## Exercise goal
When you reach the line containing "use uuid::Uuid;" in the entries below, start writing out each line exactly, and stop after the line containing "const VERSION: &str".

## Source data
···

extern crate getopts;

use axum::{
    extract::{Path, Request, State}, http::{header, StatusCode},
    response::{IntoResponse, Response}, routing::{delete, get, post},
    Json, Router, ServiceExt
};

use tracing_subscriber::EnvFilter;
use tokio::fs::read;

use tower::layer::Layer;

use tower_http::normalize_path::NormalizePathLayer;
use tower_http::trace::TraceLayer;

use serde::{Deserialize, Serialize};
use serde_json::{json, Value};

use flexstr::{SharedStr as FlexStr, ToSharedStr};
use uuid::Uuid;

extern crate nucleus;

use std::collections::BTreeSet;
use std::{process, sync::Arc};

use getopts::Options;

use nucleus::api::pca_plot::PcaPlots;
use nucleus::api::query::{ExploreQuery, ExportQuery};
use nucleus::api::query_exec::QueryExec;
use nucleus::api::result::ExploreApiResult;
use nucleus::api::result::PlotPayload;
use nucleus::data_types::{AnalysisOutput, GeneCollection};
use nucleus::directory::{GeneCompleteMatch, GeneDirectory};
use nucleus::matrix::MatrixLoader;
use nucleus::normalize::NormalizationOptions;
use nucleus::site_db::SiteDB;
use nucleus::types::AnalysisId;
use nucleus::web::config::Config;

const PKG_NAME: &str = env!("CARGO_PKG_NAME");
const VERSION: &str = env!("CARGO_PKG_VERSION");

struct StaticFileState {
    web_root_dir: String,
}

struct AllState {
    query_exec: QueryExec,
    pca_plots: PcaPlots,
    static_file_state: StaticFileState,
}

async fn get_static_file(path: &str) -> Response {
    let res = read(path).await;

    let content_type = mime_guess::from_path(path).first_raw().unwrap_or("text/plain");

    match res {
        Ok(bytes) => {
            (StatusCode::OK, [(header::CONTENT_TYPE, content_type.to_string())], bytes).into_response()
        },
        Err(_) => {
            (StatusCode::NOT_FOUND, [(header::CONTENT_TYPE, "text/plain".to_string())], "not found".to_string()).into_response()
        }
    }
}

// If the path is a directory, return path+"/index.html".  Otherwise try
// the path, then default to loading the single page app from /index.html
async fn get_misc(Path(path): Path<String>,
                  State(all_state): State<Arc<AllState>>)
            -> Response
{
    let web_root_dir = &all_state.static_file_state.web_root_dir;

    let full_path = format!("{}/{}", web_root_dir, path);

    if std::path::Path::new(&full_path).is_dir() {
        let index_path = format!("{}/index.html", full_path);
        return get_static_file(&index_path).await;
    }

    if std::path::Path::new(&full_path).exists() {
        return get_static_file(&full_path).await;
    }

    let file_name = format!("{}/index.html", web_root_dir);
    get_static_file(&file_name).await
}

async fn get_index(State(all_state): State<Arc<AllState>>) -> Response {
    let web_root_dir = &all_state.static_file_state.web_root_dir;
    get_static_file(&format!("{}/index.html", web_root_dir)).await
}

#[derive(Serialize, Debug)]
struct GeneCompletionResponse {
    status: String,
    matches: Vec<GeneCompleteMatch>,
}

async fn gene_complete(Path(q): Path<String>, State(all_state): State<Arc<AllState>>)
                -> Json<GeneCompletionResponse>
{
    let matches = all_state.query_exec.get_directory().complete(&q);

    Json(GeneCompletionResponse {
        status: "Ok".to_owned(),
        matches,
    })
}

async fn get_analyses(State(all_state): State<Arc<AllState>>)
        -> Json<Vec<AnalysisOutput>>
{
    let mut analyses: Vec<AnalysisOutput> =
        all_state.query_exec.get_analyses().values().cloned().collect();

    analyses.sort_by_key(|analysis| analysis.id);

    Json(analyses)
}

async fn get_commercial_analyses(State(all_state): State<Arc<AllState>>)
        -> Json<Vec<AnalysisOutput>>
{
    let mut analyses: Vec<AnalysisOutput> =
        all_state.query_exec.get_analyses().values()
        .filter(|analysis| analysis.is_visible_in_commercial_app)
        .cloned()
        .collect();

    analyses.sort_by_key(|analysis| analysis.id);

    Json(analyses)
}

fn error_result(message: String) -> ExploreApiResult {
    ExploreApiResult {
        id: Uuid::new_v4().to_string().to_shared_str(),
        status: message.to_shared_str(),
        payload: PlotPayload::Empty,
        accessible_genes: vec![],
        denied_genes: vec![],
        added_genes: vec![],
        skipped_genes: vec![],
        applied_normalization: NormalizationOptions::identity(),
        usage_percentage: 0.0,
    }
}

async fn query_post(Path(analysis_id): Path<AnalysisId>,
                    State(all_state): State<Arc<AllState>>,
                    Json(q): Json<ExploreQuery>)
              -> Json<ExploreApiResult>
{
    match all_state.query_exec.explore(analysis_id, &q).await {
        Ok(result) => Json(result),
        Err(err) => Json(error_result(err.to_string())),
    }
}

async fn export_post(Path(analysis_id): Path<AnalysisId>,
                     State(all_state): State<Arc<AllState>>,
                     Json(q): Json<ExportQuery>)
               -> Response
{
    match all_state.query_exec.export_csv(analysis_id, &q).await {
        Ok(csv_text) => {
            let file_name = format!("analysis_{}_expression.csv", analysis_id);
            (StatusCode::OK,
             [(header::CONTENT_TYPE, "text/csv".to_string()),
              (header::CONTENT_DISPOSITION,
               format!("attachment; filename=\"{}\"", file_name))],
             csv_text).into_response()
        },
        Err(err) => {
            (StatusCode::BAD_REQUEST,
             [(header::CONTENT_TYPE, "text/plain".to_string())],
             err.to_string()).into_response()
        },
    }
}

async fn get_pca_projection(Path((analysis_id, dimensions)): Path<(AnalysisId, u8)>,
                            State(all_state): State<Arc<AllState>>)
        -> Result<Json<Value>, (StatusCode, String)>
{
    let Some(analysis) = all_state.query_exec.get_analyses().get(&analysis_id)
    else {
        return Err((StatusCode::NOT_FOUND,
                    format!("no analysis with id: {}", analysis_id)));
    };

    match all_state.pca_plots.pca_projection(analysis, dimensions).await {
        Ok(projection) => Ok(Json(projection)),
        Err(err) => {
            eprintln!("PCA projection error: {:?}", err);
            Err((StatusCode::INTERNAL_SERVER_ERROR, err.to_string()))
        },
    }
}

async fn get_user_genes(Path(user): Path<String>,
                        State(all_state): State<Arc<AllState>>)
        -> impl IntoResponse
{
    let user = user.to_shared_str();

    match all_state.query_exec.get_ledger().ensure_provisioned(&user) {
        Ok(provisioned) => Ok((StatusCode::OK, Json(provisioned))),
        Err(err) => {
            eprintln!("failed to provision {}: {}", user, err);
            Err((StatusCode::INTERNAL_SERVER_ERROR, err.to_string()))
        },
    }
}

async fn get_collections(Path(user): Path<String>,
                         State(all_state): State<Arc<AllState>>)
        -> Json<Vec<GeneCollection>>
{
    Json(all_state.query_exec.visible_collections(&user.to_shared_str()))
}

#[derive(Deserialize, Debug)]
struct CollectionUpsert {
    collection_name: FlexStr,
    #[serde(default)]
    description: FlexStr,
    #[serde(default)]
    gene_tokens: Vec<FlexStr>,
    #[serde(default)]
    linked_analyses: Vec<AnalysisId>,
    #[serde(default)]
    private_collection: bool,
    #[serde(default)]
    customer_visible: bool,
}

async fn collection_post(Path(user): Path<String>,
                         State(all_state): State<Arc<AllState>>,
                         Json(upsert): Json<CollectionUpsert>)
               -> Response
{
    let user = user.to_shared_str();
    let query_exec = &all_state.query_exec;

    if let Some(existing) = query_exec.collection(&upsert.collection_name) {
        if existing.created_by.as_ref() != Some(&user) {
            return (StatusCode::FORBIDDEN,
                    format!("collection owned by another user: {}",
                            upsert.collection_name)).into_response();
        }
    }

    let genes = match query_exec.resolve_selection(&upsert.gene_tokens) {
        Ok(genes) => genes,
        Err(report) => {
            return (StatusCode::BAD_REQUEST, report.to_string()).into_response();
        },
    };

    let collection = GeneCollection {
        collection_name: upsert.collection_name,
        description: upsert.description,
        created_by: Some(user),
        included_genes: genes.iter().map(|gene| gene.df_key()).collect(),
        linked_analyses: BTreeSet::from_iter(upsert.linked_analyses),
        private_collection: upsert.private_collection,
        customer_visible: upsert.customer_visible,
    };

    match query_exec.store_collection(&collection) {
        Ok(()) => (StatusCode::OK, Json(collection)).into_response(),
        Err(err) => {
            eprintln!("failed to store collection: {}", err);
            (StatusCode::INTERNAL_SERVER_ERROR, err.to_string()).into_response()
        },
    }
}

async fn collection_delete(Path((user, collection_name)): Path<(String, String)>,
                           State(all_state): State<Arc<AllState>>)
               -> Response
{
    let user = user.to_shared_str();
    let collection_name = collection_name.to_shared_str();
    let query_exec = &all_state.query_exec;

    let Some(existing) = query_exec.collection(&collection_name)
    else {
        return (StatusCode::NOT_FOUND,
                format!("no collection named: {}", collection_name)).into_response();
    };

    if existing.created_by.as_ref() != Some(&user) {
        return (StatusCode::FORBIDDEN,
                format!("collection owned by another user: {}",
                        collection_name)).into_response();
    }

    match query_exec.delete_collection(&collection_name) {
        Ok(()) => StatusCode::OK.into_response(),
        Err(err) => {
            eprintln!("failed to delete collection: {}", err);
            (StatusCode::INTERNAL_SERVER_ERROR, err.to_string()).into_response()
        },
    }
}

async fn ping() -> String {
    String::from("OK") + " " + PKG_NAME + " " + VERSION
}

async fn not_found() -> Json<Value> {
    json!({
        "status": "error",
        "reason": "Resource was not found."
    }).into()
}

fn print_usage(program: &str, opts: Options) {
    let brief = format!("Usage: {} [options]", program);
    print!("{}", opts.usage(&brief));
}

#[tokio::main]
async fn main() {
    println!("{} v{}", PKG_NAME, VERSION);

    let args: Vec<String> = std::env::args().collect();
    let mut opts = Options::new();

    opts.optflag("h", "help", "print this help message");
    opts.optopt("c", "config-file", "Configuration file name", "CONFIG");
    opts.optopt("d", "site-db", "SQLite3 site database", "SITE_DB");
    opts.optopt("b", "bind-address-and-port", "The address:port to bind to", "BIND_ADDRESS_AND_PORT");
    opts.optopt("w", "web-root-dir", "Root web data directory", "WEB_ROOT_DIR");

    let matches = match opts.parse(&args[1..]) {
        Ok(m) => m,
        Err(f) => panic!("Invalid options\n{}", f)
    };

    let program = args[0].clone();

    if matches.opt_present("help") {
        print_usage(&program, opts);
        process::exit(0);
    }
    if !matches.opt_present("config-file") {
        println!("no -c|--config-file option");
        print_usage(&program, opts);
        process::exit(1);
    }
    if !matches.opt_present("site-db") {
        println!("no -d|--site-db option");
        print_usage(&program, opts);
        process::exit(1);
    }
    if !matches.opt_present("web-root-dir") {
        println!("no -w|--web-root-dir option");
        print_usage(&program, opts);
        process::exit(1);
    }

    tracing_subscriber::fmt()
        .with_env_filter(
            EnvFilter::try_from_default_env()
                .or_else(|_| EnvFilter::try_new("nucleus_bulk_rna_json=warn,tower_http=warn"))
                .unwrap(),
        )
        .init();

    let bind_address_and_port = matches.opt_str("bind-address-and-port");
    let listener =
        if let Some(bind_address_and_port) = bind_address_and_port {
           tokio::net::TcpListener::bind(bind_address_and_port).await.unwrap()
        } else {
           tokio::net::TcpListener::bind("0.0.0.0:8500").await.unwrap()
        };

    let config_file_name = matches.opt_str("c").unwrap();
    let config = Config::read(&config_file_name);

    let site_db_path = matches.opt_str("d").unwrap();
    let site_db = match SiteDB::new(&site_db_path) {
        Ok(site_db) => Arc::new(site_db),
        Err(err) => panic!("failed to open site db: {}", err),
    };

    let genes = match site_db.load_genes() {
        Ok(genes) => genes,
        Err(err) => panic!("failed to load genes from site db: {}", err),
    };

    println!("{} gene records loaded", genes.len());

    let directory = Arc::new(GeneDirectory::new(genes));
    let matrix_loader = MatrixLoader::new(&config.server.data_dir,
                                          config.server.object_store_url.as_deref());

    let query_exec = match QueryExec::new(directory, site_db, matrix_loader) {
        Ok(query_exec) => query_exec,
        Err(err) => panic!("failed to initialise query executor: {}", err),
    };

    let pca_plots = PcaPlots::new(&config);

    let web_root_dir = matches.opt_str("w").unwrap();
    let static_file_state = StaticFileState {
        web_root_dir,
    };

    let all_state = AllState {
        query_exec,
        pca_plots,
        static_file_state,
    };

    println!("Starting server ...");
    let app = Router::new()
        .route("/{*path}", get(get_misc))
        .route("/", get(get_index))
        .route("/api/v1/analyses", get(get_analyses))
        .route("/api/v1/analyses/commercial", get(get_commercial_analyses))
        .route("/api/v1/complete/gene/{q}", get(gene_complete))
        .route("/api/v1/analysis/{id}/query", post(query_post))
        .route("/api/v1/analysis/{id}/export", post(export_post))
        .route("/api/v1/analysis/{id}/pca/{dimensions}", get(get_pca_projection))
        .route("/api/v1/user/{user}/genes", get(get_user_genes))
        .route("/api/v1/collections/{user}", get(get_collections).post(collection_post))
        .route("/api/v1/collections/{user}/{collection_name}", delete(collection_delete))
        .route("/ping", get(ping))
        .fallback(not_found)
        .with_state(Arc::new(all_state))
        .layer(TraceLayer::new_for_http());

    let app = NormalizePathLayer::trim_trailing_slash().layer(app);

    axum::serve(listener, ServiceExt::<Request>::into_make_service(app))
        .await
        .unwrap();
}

···

## Answer to this problem
use uuid::Uuid;

extern crate nucleus;

use std::collections::BTreeSet;
use std::{process, sync::Arc};

use getopts::Options;

use nucleus::api::pca_plot::PcaPlots;
use nucleus::api::query::{ExploreQuery, ExportQuery};
use nucleus::api::query_exec::QueryExec;
use nucleus::api::result::ExploreApiResult;
use nucleus::api::result::PlotPayload;
use nucleus::data_types::{AnalysisOutput, GeneCollection};
use nucleus::directory::{GeneCompleteMatch, GeneDirectory};
use nucleus::matrix::MatrixLoader;
use nucleus::normalize::NormalizationOptions;
use nucleus::site_db::SiteDB;
use nucleus::types::AnalysisId;
use nucleus::web::config::Config;

const PKG_NAME: &str = env!("CARGO_PKG_NAME");
const VERSION: &str = env!("CARGO_PKG_VERSION");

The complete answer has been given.